La
inteligencia, esa noble potencia del alma, constituye la diferencia específica
del ser humano; por ella el hombre se distingue y sitúa muy por encima de
cualquier otro animal vivo. Gracias a la inteligencia podemos intus legere, leer dentro, entender,
traspasar la cáscara de las cosas y penetrar hasta las zonas más profundas de
lo real, y así no sucumbir ante las apariencias. Sobre esta facultad humana, el
Espíritu Santo derrama otro de sus grandiosos dones, el don de entendimiento,
que nos da una inteligencia superior de todo cuánto percibimos: “Mediante
este don -señalaba Juan Pablo II- el Espíritu Santo comunica al creyente una
chispa de esa capacidad penetrante que le abre el corazón a la gozosa
percepción del designio amoroso de Dios…La luz del Espíritu, al mismo tiempo
que agudiza la inteligencia de las cosas divinas, hace también más límpida y
penetrante la mirada sobre las cosas humanas. Gracias a ella se ven mejor los
numerosos signos de Dios que están inscritos en la creación. Se descubre así la
dimensión no puramente terrena de los acontecimientos, de los que está tejida
la historia humana. Y se puede lograr hasta descifrar proféticamente el tiempo
presente y el futuro: ¡signos de los tiempos, signos de Dios!”

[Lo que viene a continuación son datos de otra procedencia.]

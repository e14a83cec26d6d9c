/*!
 * Reservation Manager
 *
 * The public face of the allocator: create/delete/attach/detach/list plus
 * task registration and bring-up delegation. All control-path state — entry
 * table, group table, way bitmaps — lives behind a single lock; the
 * scheduler path (see `sched`) never takes it.
 */

mod operations;
mod task;
mod types;

pub use task::Task;
pub use types::{LayoutStats, ManagerStats, SocketStats};

use crate::core::errors::ReservationError;
use crate::core::limits::MAX_SOCKETS;
use crate::core::types::{Pid, ReservationResult, SocketId, WayMask};
use crate::entry::EntryTable;
use crate::group::GroupTable;
use crate::hw::{CosPort, TopologyMap};
use crate::layout::{CacheDescriptor, DescriptorError, LayoutRegistry};
use crate::placement::WayAllocState;
use ahash::RandomState;
use dashmap::DashMap;
use log::info;
use parking_lot::Mutex;
use std::sync::Arc;

/// Everything the control-path lock guards
pub(crate) struct AllocState {
    pub entries: EntryTable,
    pub groups: GroupTable,
    pub ways: WayAllocState,
}

/// Cache-way partitioning allocator
pub struct ReservationManager {
    pub(crate) state: Mutex<AllocState>,
    pub(crate) registry: LayoutRegistry,
    /// pid → task; sharded so scheduler-path lookups stay cheap
    pub(crate) tasks: DashMap<Pid, Arc<Task>, RandomState>,
    pub(crate) topology: Arc<dyn TopologyMap>,
    pub(crate) port: Arc<dyn CosPort>,
}

impl ReservationManager {
    /// Build a manager for the described hardware
    ///
    /// Sockets still need `socket_online` before reservations can be
    /// admitted against them.
    pub fn new(
        descriptor: CacheDescriptor,
        topology: Arc<dyn TopologyMap>,
        port: Arc<dyn CosPort>,
    ) -> Result<Self, DescriptorError> {
        descriptor.validate()?;
        info!(
            "Reservation manager initialized: {} KB L3, {} ways ({} KB/way), CDP {}",
            descriptor.l3_kbytes,
            descriptor.cbm_len,
            descriptor.kbytes_per_way(),
            if descriptor.cdp_enabled { "on" } else { "off" },
        );
        Ok(Self {
            state: Mutex::new(AllocState {
                entries: EntryTable::new(),
                groups: GroupTable::new(descriptor.max_cos_ids),
                ways: WayAllocState::new(),
            }),
            registry: LayoutRegistry::new(descriptor),
            tasks: DashMap::with_hasher(RandomState::new()),
            topology,
            port,
        })
    }

    #[inline]
    pub fn descriptor(&self) -> &CacheDescriptor {
        self.registry.descriptor()
    }

    /// Bring a socket online (hotplug glue entry point)
    pub fn socket_online(&self, socket: SocketId, hw_reserved: WayMask) {
        self.registry.socket_online(socket, hw_reserved);
    }

    /// Make a task known to the allocator; idempotent per pid
    pub fn register_task(&self, pid: Pid) -> Arc<Task> {
        Arc::clone(
            self.tasks
                .entry(pid)
                .or_insert_with(|| Arc::new(Task::new(pid)))
                .value(),
        )
    }

    /// Forget a task, detaching it from any group it still references
    pub fn unregister_task(&self, pid: Pid) -> ReservationResult<()> {
        let (_, task) = self
            .tasks
            .remove(&pid)
            .ok_or(ReservationError::NoSuchProcess(pid))?;
        if task.current_group().is_some() {
            let mut st = self.state.lock();
            self.retarget_locked(&mut st, &task, 0)?;
        }
        Ok(())
    }

    /// Resolve a registered task
    pub fn task(&self, pid: Pid) -> ReservationResult<Arc<Task>> {
        self.tasks
            .get(&pid)
            .map(|e| Arc::clone(e.value()))
            .ok_or(ReservationError::NoSuchProcess(pid))
    }

    /// Point-in-time allocator snapshot
    pub fn stats(&self) -> ManagerStats {
        let st = self.state.lock();
        let desc = self.registry.descriptor();

        let sockets = (0..MAX_SOCKETS)
            .filter_map(|socket| {
                let state = self.registry.socket(socket);
                state.layout().map(|layout| SocketStats {
                    socket,
                    layout,
                    occupied_ways: state.occupied_ways(),
                    free_ways: desc.cbm_len - state.occupied_ways(),
                })
            })
            .collect();

        let layouts = self
            .registry
            .layout_masks()
            .into_iter()
            .map(|(layout, hw_reserved)| LayoutStats {
                layout,
                placed_ways: st.ways.allocated(layout).count_ones(),
                hw_reserved_ways: hw_reserved.count_ones(),
            })
            .collect();

        ManagerStats {
            entries_used: st.entries.live_count(),
            groups_live: st.groups.live_count(),
            layouts_known: self.registry.layout_count(),
            sockets,
            layouts,
        }
    }
}
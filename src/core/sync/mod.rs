/*!
 * Synchronization Primitives
 */

mod rcu;

pub use rcu::RcuSlot;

(Meditación dominical, 23-4-1989).
Cuando
algunos dignatarios eclesiásticos se inclinan por un reconocimiento civil de
parejas del mismo sexo, aunque no sea el matrimonio; cuando vuelven a insistir
en la posibilidad de ofrecer la sagrada Comunión a los divorciados y vueltos a casar –lo que significaría la negación práctica de una verdad natural y
de fe, como lo es la indisolubilidad del vínculo matrimonial-; cuando los
especializados en escrutar los signos de los tiempos, no ven en ellos más que
una ocasión para ceder y ceder a lo que siempre halaga al mundo; cuando alguno sigue soñando con algún tipo de diaconisa en la Iglesia; cuando, en
fin, abundan los desvaríos en labios de quienes menos cabría esperarlos, no hay
más remedio que suplicar con vehemencia al Paráclito: “Ven, oh Espíritu divino, y envía
desde el cielo un rayo de tu luz” (Secuencia de Pentecostés). Sí, derrama con generosidad tu don de entendimiento sobre pastores y fieles.